Going to quite the Disney Top Tens with this one, and one of the most damnably difficult lists I’ve ever put together, it is. The ten best musical numbers in any Disney feature, as defined by the quality of the song, the visual, the performance, and so on and so forth. I have elected to limit myself to one per feature; the film that would have otherwise dominated the list is probably pretty obvious, if you’ve been following my Disneython along at home.

EDITED: burying it below the jump. It’s making the front page take way too long to load.

(The following are all taken from non-English dubs; Disney is for the world, after all)

10. “Friend Like Me” from Aladdin

It was almost a three-way tie for tenth, but I’ll have to tip it to Howard Ashman and Alan Menken’s huge showstopper on account of, well, Disney showstoppers in the 1990s were a pretty damn special thing. And this might be the showiest of them all: bombastic music and one crazy, cock-eyed visual burst after another. Not for nothing is this the moment at which the moribund film kicks into high gear and becomes a minor comic masterpiece.

9. “Little April Showers” from Bambi

Disney’s frequent pre-war songwriters, Frank Churchill and Larry Morey, provided an exceedingly delicate water-based chorale that forms the backdrop for one of the most profoundly beautiful passages of animation in American history – maybe even the best moment in Bambi. So good was the realistic animal animation in this sequence that future animators were still stealing it almost 40 years later, in The Fox and the Hound.

8. “Whistle While You Work” from Snow White and the Seven Dwarfs

Churchill and Morey wrote a stunning number of songs for Disney’s first animated feature (many of them cut), the most famous of which is surely “Heigh-Ho”. And a great song, but much shorter than you might recall. I much prefer the fairy-tale charm of having an exiled princess convincing woodland creatures to help her out just by singing sweetly. Corny as all hell, yes, but this is a fantasy, and Disney’s gagmen obviously had fun coming up with things for all the animals to do, combining naturalism and slapstick caricature with abandon.
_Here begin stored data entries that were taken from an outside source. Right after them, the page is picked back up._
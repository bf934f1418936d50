//! Refreshers own the ongoing subscription for a bucket once bootstrap has
//! handed it a winning `LoaderType` (spec.md §4.3). Where a `Loader` answers
//! one request, a `Refresher` keeps pushing new configs until the bucket is
//! closed.

use async_trait::async_trait;
use futures::stream::BoxStream;

use crate::error::Result;
use crate::loader::LoaderType;

/// A config as it arrives off the wire, before the acceptance engine has
/// parsed or accepted it.
///
/// `origin` is the address the payload was received from, carried through to
/// `ParserFacade::parse` for `$HOST`/loopback substitution (spec.md §4.1).
#[derive(Debug, Clone)]
pub struct ProposedBucketConfig {
    pub bucket: String,
    pub raw: String,
    pub origin: String,
}

/// Keeps one bucket's configuration current after bootstrap.
///
/// A single `Refresher` instance is shared across every bucket registered
/// against it. `register_bucket` is how the provider tells it to start
/// watching a given name (spec.md §4.3: "refreshers are long-lived, buckets
/// come and go").
#[async_trait]
pub trait Refresher: Send + Sync {
    fn loader_type(&self) -> LoaderType;

    /// Start pushing updates for `bucket` into the stream returned by
    /// `configs`. Calling this more than once for the same bucket is a no-op.
    async fn register_bucket(&self, bucket: &str, username: Option<&str>, password: &str) -> Result<()>;

    /// Stop pushing updates for `bucket`. Used when the embedding client
    /// closes a bucket it previously opened.
    async fn deregister_bucket(&self, bucket: &str) -> Result<()>;

    /// A stream of every config this refresher observes, across every bucket
    /// registered on it. The acceptance engine is responsible for filtering
    /// and applying them; a `Refresher` never decides what's "current".
    fn configs(&self) -> BoxStream<'static, ProposedBucketConfig>;
}
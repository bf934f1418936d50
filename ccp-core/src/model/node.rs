use std::collections::BTreeMap;
use std::net::IpAddr;
use std::num::NonZeroU16;

/// A service port. Guaranteed non-zero by construction, so "every port value
/// is > 0" (spec.md §3) is a type invariant rather than something every
/// reader has to re-check.
pub type Port = NonZeroU16;

/// The set of services a node (or an alternate address) can advertise.
///
/// This mirrors the service-type enumeration named as an external
/// collaborator in spec.md §1/§6; we carry just the variants the core needs
/// to read (the key-value binary service drives ketama ring membership, the
/// others are opaque routing targets the rest of the client resolves).
#[derive(Debug, Clone, Copy, PartialEq, Eq, PartialOrd, Ord, Hash)]
#[non_exhaustive]
pub enum ServiceType {
    /// Binary key-value service (memcached protocol). Presence of this
    /// service is what makes a node eligible for the ketama ring.
    KeyValue,
    Management,
    Views,
    Query,
    Search,
    Analytics,
    Eventing,
}

/// A hostname as carried on the wire, plus a best-effort resolved numeric
/// form. `raw` always preserves the literal string exactly as received
/// (including IPv6 literals). Matching is done against `raw`; `addr` is a
/// convenience for callers that need a `SocketAddr`.
#[derive(Debug, Clone, PartialEq, Eq)]
pub struct ResolvedHostname {
    raw: String,
    addr: Option<IpAddr>,
}

impl ResolvedHostname {
    pub fn new(raw: impl Into<String>) -> Self {
        let raw = raw.into();
        let addr = raw.parse::<IpAddr>().ok();
        Self { raw, addr }
    }

    /// The literal hostname/IP string as received from the server.
    pub fn address(&self) -> &str {
        &self.raw
    }

    /// The resolved numeric address, if `address()` was already an IP
    /// literal. A real client would additionally perform DNS resolution here;
    /// that is outside this crate's scope (spec.md §1 names "name/address
    /// resolution primitives" as an external collaborator).
    pub fn numeric(&self) -> Option<IpAddr> {
        self.addr
    }
}

impl std::fmt::Display for ResolvedHostname {
    fn fmt(&self, f: &mut std::fmt::Formatter<'_>) -> std::fmt::Result {
        f.write_str(&self.raw)
    }
}

/// An alternate ("external") address set advertised by a node for clients
/// that reach the cluster through a NAT/ingress boundary.
#[derive(Debug, Clone, PartialEq, Eq)]
pub struct AlternateAddress {
    pub hostname: ResolvedHostname,
    pub raw_hostname: String,
    pub services: BTreeMap<ServiceType, Port>,
    pub ssl_services: BTreeMap<ServiceType, Port>,
}

/// One cluster node as described by a bucket configuration.
#[derive(Debug, Clone, PartialEq, Eq)]
pub struct NodeInfo {
    pub hostname: ResolvedHostname,
    pub raw_hostname: String,
    pub services: BTreeMap<ServiceType, Port>,
    pub ssl_services: BTreeMap<ServiceType, Port>,
    pub alternate_addresses: BTreeMap<String, AlternateAddress>,
}

impl NodeInfo {
    /// Whether this node carries the key-value binary service and is
    /// therefore eligible to appear on a memcached bucket's ketama ring.
    pub fn has_key_value_service(&self) -> bool {
        self.services.contains_key(&ServiceType::KeyValue)
    }

    pub fn alternate(&self, network: &str) -> Option<&AlternateAddress> {
        self.alternate_addresses.get(network)
    }
}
7. “Bella Notte” from Lady and the Tramp

The most outstandingly romantic moment in Disney – hell, in all animation. Sonny Burke and Peggy Lee’s achingly sincere ’50s-style ballad is paired with one of the most indelible images in the studios’s canon, as two dogs eat spaghetti and, oh look, they’re eating the same strand they just kissed isn’t that sweet? Hard to say if the music, or supervising animator Frank Thomas has more to do with this all working so well, but the fact that it does work well is what matters. Why isn’t real life like this?

6. “The Three Caballeros” from The Three Caballeros

Give Ward Kimball carte blanche to direct this adaptation of the Mexican folk song “Ay, Jalisco, No Te Rajes”, and this is what you get: an insane, cartoon-logic orgasm of shape and color. Nothing I can say could possibly augment the experience of just watching the thing.
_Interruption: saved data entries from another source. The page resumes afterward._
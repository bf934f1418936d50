use std::collections::BTreeMap;

use super::NodeInfo;
use crate::ketama::KetamaRing;

/// Fields shared by every bucket config variant (spec.md §3 "BucketConfig
/// (common)").
#[derive(Debug, Clone, PartialEq, Eq)]
pub struct CommonBucketConfig {
    pub name: String,
    pub uuid: Option<String>,
    pub rev: Option<u64>,
    pub nodes: Vec<NodeInfo>,
    /// Assigned by the `NetworkResolver`, never by the parser. `None` means
    /// "use default addresses"; `Some(name)` names the alternate network.
    pub use_alternate_network: Option<String>,
}

/// Opaque partition/replica map payload for a Couchbase (vBucket) bucket.
/// The core only reads identity/name/rev/nodes/alternates; the partition map
/// itself is read by the (out-of-scope) vbucket router.
#[derive(Debug, Clone, PartialEq, Eq, Default)]
pub struct VbucketMapPayload(pub serde_json::Value);

#[derive(Debug, Clone, PartialEq, Eq)]
pub struct CouchbaseBucketConfig {
    pub common: CommonBucketConfig,
    pub vbucket_map: VbucketMapPayload,
}

#[derive(Debug, Clone, PartialEq, Eq)]
pub struct MemcachedBucketConfig {
    pub common: CommonBucketConfig,
    pub ketama_ring: KetamaRing,
}

#[derive(Debug, Clone, PartialEq, Eq)]
pub struct EphemeralBucketConfig {
    pub common: CommonBucketConfig,
    pub vbucket_map: VbucketMapPayload,
}

/// Tagged union over the three bucket topology kinds a cluster config can
/// describe. Consumers branch on the variant rather than on a deep
/// inheritance hierarchy (Design Notes, spec.md §9).
#[derive(Debug, Clone, PartialEq, Eq)]
pub enum BucketConfig {
    Couchbase(CouchbaseBucketConfig),
    Memcached(MemcachedBucketConfig),
    Ephemeral(EphemeralBucketConfig),
}

impl BucketConfig {
    pub fn common(&self) -> &CommonBucketConfig {
        match self {
            BucketConfig::Couchbase(c) => &c.common,
            BucketConfig::Memcached(c) => &c.common,
            BucketConfig::Ephemeral(c) => &c.common,
        }
    }

    fn common_mut(&mut self) -> &mut CommonBucketConfig {
        match self {
            BucketConfig::Couchbase(c) => &mut c.common,
            BucketConfig::Memcached(c) => &mut c.common,
            BucketConfig::Ephemeral(c) => &mut c.common,
        }
    }

    pub fn name(&self) -> &str {
        &self.common().name
    }

    pub fn uuid(&self) -> Option<&str> {
        self.common().uuid.as_deref()
    }

    pub fn rev(&self) -> Option<u64> {
        self.common().rev
    }

    pub fn nodes(&self) -> &[NodeInfo] {
        &self.common().nodes
    }

    pub fn use_alternate_network(&self) -> Option<&str> {
        self.common().use_alternate_network.as_deref()
    }

    /// Returns a clone of this config with `use_alternate_network` set to the
    /// resolver's decision. `BucketConfig` values are otherwise immutable
    /// once parsed (spec.md §3 "Lifecycle").
    pub fn with_resolved_network(&self, network: Option<String>) -> Self {
        let mut clone = self.clone();
        clone.common_mut().use_alternate_network = network;
        clone
    }

    pub fn ketama_ring(&self) -> Option<&KetamaRing> {
        match self {
            BucketConfig::Memcached(c) => Some(&c.ketama_ring),
            _ => None,
        }
    }
}

#[derive(Debug, Clone, Copy, PartialEq, Eq)]
pub enum BucketKind {
    Couchbase,
    Memcached,
    Ephemeral,
}

impl BucketConfig {
    pub fn kind(&self) -> BucketKind {
        match self {
            BucketConfig::Couchbase(_) => BucketKind::Couchbase,
            BucketConfig::Memcached(_) => BucketKind::Memcached,
            BucketConfig::Ephemeral(_) => BucketKind::Ephemeral,
        }
    }
}

#[cfg(test)]
mod tests {
    use super::*;

    fn common(rev: Option<u64>) -> CommonBucketConfig {
        CommonBucketConfig {
            name: "default".to_string(),
            uuid: None,
            rev,
            nodes: vec![],
            use_alternate_network: None,
        }
    }

    #[test]
    fn missing_uuid_is_none() {
        let bucket = BucketConfig::Ephemeral(EphemeralBucketConfig {
            common: common(Some(1)),
            vbucket_map: VbucketMapPayload::default(),
        });
        assert_eq!(bucket.uuid(), None);
    }

    #[test]
    fn with_resolved_network_does_not_mutate_original() {
        let bucket = BucketConfig::Ephemeral(EphemeralBucketConfig {
            common: common(Some(1)),
            vbucket_map: VbucketMapPayload::default(),
        });
        let resolved = bucket.with_resolved_network(Some("external".to_string()));
        assert_eq!(bucket.use_alternate_network(), None);
        assert_eq!(resolved.use_alternate_network(), Some("external"));
    }
}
5. “Feed the Birds” from Mary Poppins

Did I say they all had to be animated? No, I absolutely did not, and it would be a sin to ignore the Sherman Brothers’ finest contribution to Disney, a heartbreaking lullaby that supposedly made Walt himself cry every time he heard it. It is a simple number, visually and musically – probably the least showy thing on this list – but when a piece of music is that soaring and haunting, you don’t need pyrotechnics.
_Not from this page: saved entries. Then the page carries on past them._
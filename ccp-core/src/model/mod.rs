//! The immutable, parsed view of cluster topology: nodes, buckets, and the
//! cluster-wide snapshot the provider publishes.

pub mod bucket;
pub mod cluster_config;
pub mod node;

pub use bucket::{BucketConfig, CouchbaseBucketConfig, EphemeralBucketConfig, MemcachedBucketConfig};
pub use cluster_config::ClusterConfig;
pub use node::{AlternateAddress, NodeInfo, Port, ResolvedHostname, ServiceType};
4. “Kiss the Girl” from The Little Mermaid

The most dangerous moment in Disney: how many people my age, myself included, have been so damnably messed-up by wanting love to be a matter of singing fish and boat rides and all? But it couldn’t be so evil if it weren’t so beautiful: Alan Menken’s best-ever melody, full-stop, spins around one of the most impeccably-choreographed of all animated dance numbers (dig that one tadpole who spins around as he jumps). I also have particular affection for the moment when the “camera” breaches the water and rocks unsteadily for an instant: my favorite example of simulated cinematography in Disney.

3. “I’ve Got No Strings” from Pinocchio

(For some reason, every non-English dub of this song I could find has its embedding disabled. But you can see it in Swedish here)

Leigh Harline and Ned Washington’s set of five immaculate songs for this film is arguably the strongest soundtrack in Disney history. But my favorite has always been this silly little spin through international stereotypes as seen by 1940, because in some way it encapsulates the whole movie’s story: the profoundly innocent little puppet keeps meeting people much smarter than he is who want something from him that he doesn’t understand, and it’s all just a wee bit upsetting and confusing for him and us. That the song is insanely catchy helps; the number also includes one of my favorite bits of animation in the whole film, with the spinning Cossacks – proof that even the most cartoonish visual cue, the movement line, can look like graphic art if you do it right.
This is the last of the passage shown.